Quando ti fidi e ti affidi a un’altra persona, qualcosa cambia, improvvisamente non ti senti più fuori posto, i tuoi pensieri vengono ascoltati e le tue parole capite, trovi una complicità comunicativa e affettiva, così da renderti sicura, una sicurezza che ti fortifica.

Questi sono Anita e Agostino, anche nel momento più atroce della loro vita riescono a trovare un conforto che solo in loro avrebbero trovato, nessuno avrebbe avuto la possibilità di entrare in questa sfera emotiva così intima ed esclusiva.

Se Anita e Agostino fossero stati in una corsia di ospedale oggi, alle prese con una pandemia, con l’impossibilità per gli affetti di stare vicino ai malati ricoverati, come avrebbero reagito?

Il pensiero comune che ha reso questo periodo storico ancora più atroce è quello di non avere avuto la possibilità di stare vicino alle persone che si amavano, di poterle salutare, di stringere le loro mani, accarezzarle, tranquillizzarle nel momento più drammatico che un essere umano possa affrontare.

Un senso di impotenza, dolore e sconforto che non sarà facile da superare.

Provando a trasferire Anita e Agostino in una situazione del genere, probabilmente la drammaticità della loro sofferenza sarebbe stata accompagnata da solitudine e paura, rendendo molto più fragile e ingestibile la fine di questo amore.

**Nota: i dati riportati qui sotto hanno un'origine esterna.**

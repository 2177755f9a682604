//! Per-request state machine.
//!
//! `Received → Perceiving → Perceived(..) → Explaining → Explained(..) → Composed`.
//! No state may be skipped; `Explaining` follows `Perceived(AllFailed)` like
//! any other perception result.

use std::fmt;

use thiserror::Error;

use super::aggregation::PerceptionState;

#[derive(Debug, Clone, Copy, PartialEq, Eq)]
pub enum ExplainedAs {
    Success,
    Fallback,
}

#[derive(Debug, Clone, Copy, PartialEq, Eq)]
pub enum RequestState {
    Received,
    Perceiving,
    Perceived(PerceptionState),
    Explaining,
    Explained(ExplainedAs),
    Composed,
}

impl fmt::Display for RequestState {
    fn fmt(&self, f: &mut fmt::Formatter<'_>) -> fmt::Result {
        match self {
            RequestState::Received => f.write_str("received"),
            RequestState::Perceiving => f.write_str("perceiving"),
            RequestState::Perceived(state) => write!(f, "perceived({})", state.as_str()),
            RequestState::Explaining => f.write_str("explaining"),
            RequestState::Explained(ExplainedAs::Success) => f.write_str("explained(success)"),
            RequestState::Explained(ExplainedAs::Fallback) => f.write_str("explained(fallback)"),
            RequestState::Composed => f.write_str("composed"),
        }
    }
}

#[derive(Error, Debug, Clone, PartialEq, Eq)]
#[error("Invalid request transition: {from} -> {to}")]
pub struct TransitionError {
    pub from: RequestState,
    pub to: RequestState,
}

#[derive(Debug, Clone)]
pub struct RequestLifecycle {
    state: RequestState,
    history: Vec<RequestState>,
}

impl RequestLifecycle {
    pub fn new() -> Self {
        Self {
            state: RequestState::Received,
            history: vec![RequestState::Received],
        }
    }

    pub fn state(&self) -> RequestState {
        self.state
    }

    /// Every state entered so far, starting with `Received`.
    pub fn history(&self) -> &[RequestState] {
        &self.history
    }

    pub fn advance(&mut self, next: RequestState) -> Result<(), TransitionError> {
        use RequestState::*;
        let allowed = matches!(
            (self.state, next),
            (Received, Perceiving)
                | (Perceiving, Perceived(_))
                | (Perceived(_), Explaining)
                | (Explaining, Explained(_))
                | (Explained(_), Composed)
        );
        if !allowed {
            return Err(TransitionError {
                from: self.state,
                to: next,
            });
        }
        tracing::debug!(from = %self.state, to = %next, "Request state transition");
        self.state = next;
        self.history.push(next);
        Ok(())
    }

    pub fn is_terminal(&self) -> bool {
        self.state == RequestState::Composed
    }
}

impl Default for RequestLifecycle {
    fn default() -> Self {
        Self::new()
    }
}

Parli di morte e di rinascita: che significato hanno per te?

La morte fa paura, ma penso che gli anni e le esperienze di vita possano aiutarci ad accettarla. Personalmente non ho ancora gli strumenti per poter ‘accogliere’ il senso della morte, cerco di riflettere su quello che prima o poi sarà inevitabile per tutti, ma non è per niente facile.

Voglio pensare che dopo la morte ci sia sempre una rinascita, che le persone che rimangono ad affrontare il dolore e la perdita in questo stesso dolore possano ritrovare, a un certo punto, la forza per ricominciare, per poter riaffrontare la vita. L’esistenza verrà stravolta, dovrà essere rimodulata per imparare a vivere in questa condizione, si vivrà in maniera differente, però vorrei vedere questo nelle persone che amo. Se dovessi morire, vorrei sapere che a un certo punto ripartirebbero iniziando a scrivere un nuovo capitolo della loro vita.

Infine, quali tematiche sociali pensi di non aver toccato in questo tuo romanzo d’esordio e vorresti trattarle in futuro?

Trattare tematiche sociali è una responsabilità che non può essere presa con leggerezza e con tutta onestà non penso di averne trattate, sono certa di aver messo dentro a questo libro la parte emotiva della mia persona, ho raccontato l’amore, la paura, ho descritto come vedo il dolore e come penso di percepirlo, con la convinzione di poter donare emozioni e sensazioni.

In futuro mi piacerebbe affrontare tematiche sociali, ma con la capacità e la maturità di poter offrire ai lettori un materiale che possa sensibilizzare e, allo stesso tempo, possa essere l’inizio di un vero cambiamento, agendo concretamente.